In base alla gravità della tua iperossaluria, potresti eventualmente perdere la funzionalità renale. La dialisi renale può aiutare temporaneamente, ma non riesce a tenere il passo con la quantità di ossalato prodotta. Un trapianto renale o un trapianto di rene e fegato possono curare alcuni tipi ereditari di iperossaluria (iperossaluria primaria).

Prepararsi per un appuntamento con un medico

Per il trattamento dei calcoli renali associati all’iperossaluria, potresti iniziare consultando il tuo medico di famiglia. Se hai calcoli renali grandi e dolorosi o calcoli renali che stanno danneggiando i tuoi reni, il tuo medico potrebbe indirizzarti a uno specialista nella cura dei problemi delle vie urinarie (urologo o nefrologo).

Cosa puoi fare per prepararti

  • Chiedi se c’è qualcosa che devi fare prima del tuo appuntamento, come limitare la tua dieta.
  • Annota i tuoi sintomi, inclusi eventuali sintomi che potrebbero sembrare non correlati alla tua condizione.
  • Tieni traccia di quanti liquidi bevi e di quante volte urini durante un periodo di 24 ore.
  • Fai un elenco di tutti i farmaci, vitamine o altri integratori che assumi.
  • Porta con te un familiare o un amico, per aiutarti a ricordare cosa discuti con il tuo medico.
  • Scrivi una lista di domande da porre al tuo medico.

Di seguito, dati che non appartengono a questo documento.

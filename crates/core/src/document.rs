//! One parsed version of a source document.

use serde::{Deserialize, Serialize};
use std::fmt;
use tree_sitter::{Node, Tree};

use crate::types::{LanguageId, Position, TextRange};

/// Identity of a document, usually its path or URI
#[derive(Debug, Clone, PartialEq, Eq, PartialOrd, Ord, Hash, Serialize, Deserialize)]
#[serde(transparent)]
pub struct DocumentId(String);

impl DocumentId {
    pub fn new(id: impl Into<String>) -> Self {
        Self(id.into())
    }

    pub fn as_str(&self) -> &str {
        &self.0
    }
}

impl fmt::Display for DocumentId {
    fn fmt(&self, f: &mut fmt::Formatter<'_>) -> fmt::Result {
        f.write_str(&self.0)
    }
}

impl From<&str> for DocumentId {
    fn from(id: &str) -> Self {
        Self::new(id)
    }
}

/// An immutable snapshot: source text plus the tree parsed from it
#[derive(Debug, Clone)]
pub struct Document {
    id: DocumentId,
    language: LanguageId,
    source: String,
    version: String,
    tree: Tree,
    line_starts: Vec<usize>,
}

impl Document {
    pub fn new(id: DocumentId, language: LanguageId, source: String, tree: Tree) -> Self {
        let version = format!("{:x}", md5::compute(source.as_bytes()));
        let line_starts = std::iter::once(0)
            .chain(source.match_indices('\n').map(|(i, _)| i + 1))
            .collect();
        Self {
            id,
            language,
            source,
            version,
            tree,
            line_starts,
        }
    }

    pub fn id(&self) -> &DocumentId {
        &self.id
    }

    pub fn language(&self) -> LanguageId {
        self.language
    }

    pub fn source(&self) -> &str {
        &self.source
    }

    /// Content hash; changes whenever the text changes
    pub fn version(&self) -> &str {
        &self.version
    }

    pub fn tree(&self) -> &Tree {
        &self.tree
    }

    pub fn root_node(&self) -> Node<'_> {
        self.tree.root_node()
    }

    /// Text covered by `range`, empty when the range is out of bounds
    pub fn text(&self, range: &TextRange) -> &str {
        self.source
            .get(range.start_byte..range.end_byte)
            .unwrap_or_default()
    }

    /// Byte offset of `position`, if it lies inside the document
    pub fn offset_at(&self, position: Position) -> Option<usize> {
        let line = position.line as usize;
        let line_start = *self.line_starts.get(line)?;
        let line_end = self
            .line_starts
            .get(line + 1)
            .map(|next| next - 1)
            .unwrap_or(self.source.len());
        let offset = line_start + position.character as usize;
        (offset <= line_end).then_some(offset)
    }

    /// Range between two positions, ordered
    pub fn range(&self, start: Position, end: Position) -> Option<TextRange> {
        let (start, end) = if end < start { (end, start) } else { (start, end) };
        let start_byte = self.offset_at(start)?;
        let end_byte = self.offset_at(end)?;
        Some(TextRange::new(start, end, start_byte, end_byte))
    }

    /// Smallest node, named or anonymous, spanning `range`
    pub fn node_at(&self, range: &TextRange) -> Option<Node<'_>> {
        self.root_node()
            .descendant_for_byte_range(range.start_byte, range.end_byte)
    }
}
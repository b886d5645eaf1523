use serde::Serialize;
use std::fmt;
use std::path::Path;

use crate::impl_lenient_deserialize;

/// Languages with a node matcher registry
#[derive(Debug, Clone, Copy, PartialEq, Eq, PartialOrd, Ord, Hash, Serialize)]
#[serde(rename_all = "snake_case")]
pub enum LanguageId {
    Json,
    TypeScript,
    Tsx,
    Rust,
}

impl_lenient_deserialize!(
    LanguageId,
    Json => "json",
    TypeScript => "typescript",
    Tsx => "tsx",
    Rust => "rust"
);

impl LanguageId {
    pub const ALL: [LanguageId; 4] = [
        LanguageId::Json,
        LanguageId::TypeScript,
        LanguageId::Tsx,
        LanguageId::Rust,
    ];

    pub fn as_str(&self) -> &'static str {
        match self {
            LanguageId::Json => "json",
            LanguageId::TypeScript => "typescript",
            LanguageId::Tsx => "tsx",
            LanguageId::Rust => "rust",
        }
    }

    /// Grammar used to parse documents of this language
    pub fn grammar(&self) -> tree_sitter::Language {
        match self {
            LanguageId::Json => tree_sitter_json::LANGUAGE.into(),
            LanguageId::TypeScript => tree_sitter_typescript::LANGUAGE_TYPESCRIPT.into(),
            LanguageId::Tsx => tree_sitter_typescript::LANGUAGE_TSX.into(),
            LanguageId::Rust => tree_sitter_rust::LANGUAGE.into(),
        }
    }

    pub fn from_extension(extension: &str) -> Option<Self> {
        match extension.to_ascii_lowercase().as_str() {
            "json" | "jsonc" => Some(LanguageId::Json),
            "ts" | "mts" | "cts" => Some(LanguageId::TypeScript),
            "tsx" => Some(LanguageId::Tsx),
            "rs" => Some(LanguageId::Rust),
            _ => None,
        }
    }

    pub fn from_path(path: &Path) -> Option<Self> {
        path.extension()
            .and_then(|ext| ext.to_str())
            .and_then(Self::from_extension)
    }
}

impl fmt::Display for LanguageId {
    fn fmt(&self, f: &mut fmt::Formatter<'_>) -> fmt::Result {
        f.write_str(self.as_str())
    }
}
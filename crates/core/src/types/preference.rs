use serde::{Deserialize, Serialize};

use super::scope_type::ScopeType;
use super::target::{Mark, PositionModifier, TargetField};

/// How an omitted field may be filled in
#[derive(Debug, Clone, Copy, PartialEq, Eq, Hash, Serialize, Deserialize)]
#[serde(rename_all = "snake_case")]
pub enum FieldConstraint {
    /// Carry forward from earlier targets, then fall back to defaults
    Inherit,
    /// The partial target must state the field itself
    RequireExplicit,
}

/// Per-field rule of an action preference
#[derive(Debug, Clone, PartialEq, Eq, Serialize, Deserialize)]
#[serde(bound(serialize = "T: Serialize", deserialize = "T: Deserialize<'de>"))]
pub struct FieldPreference<T> {
    #[serde(default, skip_serializing_if = "Option::is_none")]
    pub constraint: Option<FieldConstraint>,
    #[serde(default, skip_serializing_if = "Option::is_none")]
    pub default: Option<T>,
}

impl<T> Default for FieldPreference<T> {
    fn default() -> Self {
        Self {
            constraint: None,
            default: None,
        }
    }
}

impl<T> FieldPreference<T> {
    pub fn require_explicit() -> Self {
        Self {
            constraint: Some(FieldConstraint::RequireExplicit),
            default: None,
        }
    }

    pub fn defaulting_to(value: T) -> Self {
        Self {
            constraint: None,
            default: Some(value),
        }
    }

    fn is_unset(&self) -> bool {
        self.constraint.is_none() && self.default.is_none()
    }
}

/// Shape of target an action needs
#[derive(Debug, Clone, Copy, Default, PartialEq, Eq, Hash, Serialize, Deserialize)]
#[serde(rename_all = "snake_case")]
pub enum TargetShape {
    /// Every resolved range must be non-empty
    Range,
    /// An empty range (a bare position) is enough
    #[default]
    Position,
}

/// What an executing action requires from the target at one position
#[derive(Debug, Clone, PartialEq, Eq, Serialize, Deserialize)]
pub struct ActionPreference {
    #[serde(default, skip_serializing_if = "FieldPreference::is_unset")]
    pub mark: FieldPreference<Mark>,
    #[serde(default, skip_serializing_if = "FieldPreference::is_unset")]
    pub scope_type: FieldPreference<ScopeType>,
    #[serde(default, skip_serializing_if = "FieldPreference::is_unset")]
    pub position: FieldPreference<PositionModifier>,
    #[serde(default)]
    pub shape: TargetShape,
    #[serde(default = "default_accepts_multiple")]
    pub accepts_multiple: bool,
}

fn default_accepts_multiple() -> bool {
    true
}

impl Default for ActionPreference {
    fn default() -> Self {
        Self::permissive()
    }
}

impl ActionPreference {
    /// No constraints, no defaults, any shape, any number of selections
    pub fn permissive() -> Self {
        Self {
            mark: FieldPreference::default(),
            scope_type: FieldPreference::default(),
            position: FieldPreference::default(),
            shape: TargetShape::Position,
            accepts_multiple: true,
        }
    }

    pub fn constraint(&self, field: TargetField) -> Option<FieldConstraint> {
        match field {
            TargetField::Mark => self.mark.constraint,
            TargetField::ScopeType => self.scope_type.constraint,
            TargetField::Position => self.position.constraint,
        }
    }

    pub fn requiring(mut self, field: TargetField) -> Self {
        let constraint = Some(FieldConstraint::RequireExplicit);
        match field {
            TargetField::Mark => self.mark.constraint = constraint,
            TargetField::ScopeType => self.scope_type.constraint = constraint,
            TargetField::Position => self.position.constraint = constraint,
        }
        self
    }

    pub fn with_shape(mut self, shape: TargetShape) -> Self {
        self.shape = shape;
        self
    }

    pub fn single(mut self) -> Self {
        self.accepts_multiple = false;
        self
    }
}
//! Node matchers: how a scope type maps onto syntax-tree shapes.
//!
//! A [`NodeMatcher`] is a closed set of combinator variants. Evaluating one
//! against a candidate node yields a [`MatchOutcome`], which keeps "this node
//! is not the scope" ([`MatchOutcome::NoMatch`]) apart from "this language does
//! not model the scope at all" ([`MatchOutcome::NotSupported`]).

pub mod combinators;
pub mod container;
pub mod extractors;
pub mod registry;

use std::fmt;
use std::sync::Arc;
use tree_sitter::Node;

use crate::document::Document;
use crate::types::{Selection, TextRange};

pub use combinators::{
    cascading_matcher, child_node_matcher, custom, delimited_matcher, has_type, not_supported,
    possibly_wrapped_node,
};
pub use container::{ContainerMatcher, ContainerMatchers, ContainerRole, container_matchers};
pub use extractors::SelectionExtractor;
pub use registry::{Registries, Registry, ScopeMatchers};

/// Result of evaluating a matcher against one node
#[derive(Debug, Clone, PartialEq, Eq)]
pub enum MatchOutcome {
    /// Non-empty, ordered selections
    Matched(Vec<Selection>),
    NoMatch,
    NotSupported,
}

impl MatchOutcome {
    /// `Matched`, or `NoMatch` when `selections` is empty
    pub fn matched(selections: Vec<Selection>) -> Self {
        if selections.is_empty() {
            MatchOutcome::NoMatch
        } else {
            MatchOutcome::Matched(selections)
        }
    }

    pub fn single(selection: Selection) -> Self {
        MatchOutcome::Matched(vec![selection])
    }

    pub fn is_match(&self) -> bool {
        matches!(self, MatchOutcome::Matched(_))
    }
}

impl From<Option<Selection>> for MatchOutcome {
    fn from(selection: Option<Selection>) -> Self {
        selection.map_or(MatchOutcome::NoMatch, MatchOutcome::single)
    }
}

/// Read-only view of the document a node belongs to
#[derive(Debug, Clone, Copy)]
pub struct MatchContext<'doc> {
    document: &'doc Document,
}

impl<'doc> MatchContext<'doc> {
    pub fn new(document: &'doc Document) -> Self {
        Self { document }
    }

    pub fn document(&self) -> &'doc Document {
        self.document
    }

    pub fn text(&self, range: &TextRange) -> &'doc str {
        self.document.text(range)
    }
}

type PredicateFn = dyn for<'t> Fn(&Node<'t>) -> bool + Send + Sync;
type UnwrapFn = dyn for<'t> Fn(&Node<'t>) -> Vec<Node<'t>> + Send + Sync;
type ChildFn = dyn for<'t> Fn(&Node<'t>) -> Option<Node<'t>> + Send + Sync;
type CustomFn = dyn for<'t> Fn(&MatchContext<'_>, &Node<'t>) -> MatchOutcome + Send + Sync;

/// Shared test on a single node
#[derive(Clone)]
pub struct NodePredicate(Arc<PredicateFn>);

impl NodePredicate {
    pub fn new<F>(f: F) -> Self
    where
        F: for<'t> Fn(&Node<'t>) -> bool + Send + Sync + 'static,
    {
        Self(Arc::new(f))
    }

    /// True when the node kind is one of `kinds`
    pub fn kinds(kinds: &[&'static str]) -> Self {
        let kinds = kinds.to_vec();
        Self::new(move |node| kinds.contains(&node.kind()))
    }

    pub fn test(&self, node: &Node) -> bool {
        (self.0)(node)
    }
}

impl fmt::Debug for NodePredicate {
    fn fmt(&self, f: &mut fmt::Formatter<'_>) -> fmt::Result {
        f.write_str("NodePredicate")
    }
}

/// Nodes wrapped by a wrapper node, e.g. the declaration inside an export
#[derive(Clone)]
pub struct NodeUnwrapper(Arc<UnwrapFn>);

impl NodeUnwrapper {
    pub fn new<F>(f: F) -> Self
    where
        F: for<'t> Fn(&Node<'t>) -> Vec<Node<'t>> + Send + Sync + 'static,
    {
        Self(Arc::new(f))
    }

    /// Children reached through the given field names
    pub fn fields(fields: &[&'static str]) -> Self {
        let fields = fields.to_vec();
        Self::new(move |node| {
            fields
                .iter()
                .filter_map(|field| node.child_by_field_name(field))
                .collect()
        })
    }

    pub fn unwrap<'t>(&self, node: &Node<'t>) -> Vec<Node<'t>> {
        (self.0)(node)
    }
}

/// Picks the designated child of a node
#[derive(Clone)]
pub struct ChildSelector(Arc<ChildFn>);

impl ChildSelector {
    pub fn new<F>(f: F) -> Self
    where
        F: for<'t> Fn(&Node<'t>) -> Option<Node<'t>> + Send + Sync + 'static,
    {
        Self(Arc::new(f))
    }

    pub fn select<'t>(&self, node: &Node<'t>) -> Option<Node<'t>> {
        (self.0)(node)
    }
}

/// Escape hatch for language-specific shapes no combinator covers
#[derive(Clone)]
pub struct CustomMatcher(Arc<CustomFn>);

impl CustomMatcher {
    pub fn new<F>(f: F) -> Self
    where
        F: for<'t> Fn(&MatchContext<'_>, &Node<'t>) -> MatchOutcome + Send + Sync + 'static,
    {
        Self(Arc::new(f))
    }
}

/// How one scope type is recognized in one language
#[derive(Clone)]
pub enum NodeMatcher {
    /// The language does not model this scope
    NotSupported,
    /// Node kind is one of the listed kinds
    HasType(Vec<&'static str>),
    /// First matcher that matches wins
    Cascading(Vec<NodeMatcher>),
    PossiblyWrapped {
        is_wrapper: NodePredicate,
        is_target: NodePredicate,
        unwrap: NodeUnwrapper,
    },
    Delimited {
        is_node: NodePredicate,
        is_delimiter: NodePredicate,
        joiner: String,
    },
    ChildNode {
        child: ChildSelector,
        extractor: SelectionExtractor,
    },
    Container(ContainerMatcher),
    Custom(CustomMatcher),
}

impl NodeMatcher {
    /// Evaluates the matcher against `node`. Never panics for a valid node.
    pub fn evaluate(&self, ctx: &MatchContext<'_>, node: &Node) -> MatchOutcome {
        match self {
            NodeMatcher::NotSupported => MatchOutcome::NotSupported,
            NodeMatcher::HasType(kinds) => combinators::match_has_type(kinds, node),
            NodeMatcher::Cascading(matchers) => {
                combinators::match_cascading(matchers, ctx, node)
            }
            NodeMatcher::PossiblyWrapped {
                is_wrapper,
                is_target,
                unwrap,
            } => combinators::match_possibly_wrapped(is_wrapper, is_target, unwrap, node),
            NodeMatcher::Delimited {
                is_node,
                is_delimiter,
                joiner,
            } => {
                if is_node.test(node) {
                    MatchOutcome::single(combinators::delimited_selection(
                        ctx,
                        node,
                        is_delimiter,
                        joiner,
                    ))
                } else {
                    MatchOutcome::NoMatch
                }
            }
            NodeMatcher::ChildNode { child, extractor } => child
                .select(node)
                .map(|target| extractor.extract(&target))
                .into(),
            NodeMatcher::Container(container) => container.evaluate(ctx, node),
            NodeMatcher::Custom(custom) => (custom.0)(ctx, node),
        }
    }

    pub fn is_not_supported(&self) -> bool {
        matches!(self, NodeMatcher::NotSupported)
    }
}

impl fmt::Debug for NodeMatcher {
    fn fmt(&self, f: &mut fmt::Formatter<'_>) -> fmt::Result {
        match self {
            NodeMatcher::NotSupported => f.write_str("NotSupported"),
            NodeMatcher::HasType(kinds) => f.debug_tuple("HasType").field(kinds).finish(),
            NodeMatcher::Cascading(matchers) => {
                f.debug_tuple("Cascading").field(matchers).finish()
            }
            NodeMatcher::PossiblyWrapped { .. } => f.write_str("PossiblyWrapped"),
            NodeMatcher::Delimited { joiner, .. } => f
                .debug_struct("Delimited")
                .field("joiner", joiner)
                .finish_non_exhaustive(),
            NodeMatcher::ChildNode { extractor, .. } => f
                .debug_struct("ChildNode")
                .field("extractor", extractor)
                .finish_non_exhaustive(),
            NodeMatcher::Container(container) => {
                f.debug_tuple("Container").field(&container.role()).finish()
            }
            NodeMatcher::Custom(_) => f.write_str("Custom"),
        }
    }
}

Per l’iperossaluria, alcune domande di base includono:

  • Qual è la probabile causa dei miei sintomi?
  • Ci sono altre possibili cause?
  • Quali tipi di test potrei aver bisogno?
  • Ho calcoli renali?
  • Che tipo di calcoli renali ho?
  • Dove si trovano i calcoli renali? Quanto sono grandi?
  • Quali sono i possibili trattamenti per la mia condizione?
  • Come posso prevenire i calcoli renali in futuro?
  • Ho altre condizioni di salute; come posso gestirle insieme?
  • Devo pianificare visite di controllo?

Oltre alle domande che hai preparato in anticipo, non esitare a fare altre domande durante il tuo appuntamento.

Cosa può chiedere il tuo medico

Il tuo medico potrebbe farti domande come:

  • Quando hai notato per la prima volta i tuoi sintomi?
  • I tuoi sintomi si presentano sempre o solo di tanto in tanto?
  • Quanto sono gravi i tuoi sintomi?
  • Qualcosa sembra alleviare i tuoi sintomi?
  • Qualcosa sembra peggiorare i tuoi sintomi?
  • Qualcun altro nella tua famiglia ha avuto calcoli renali?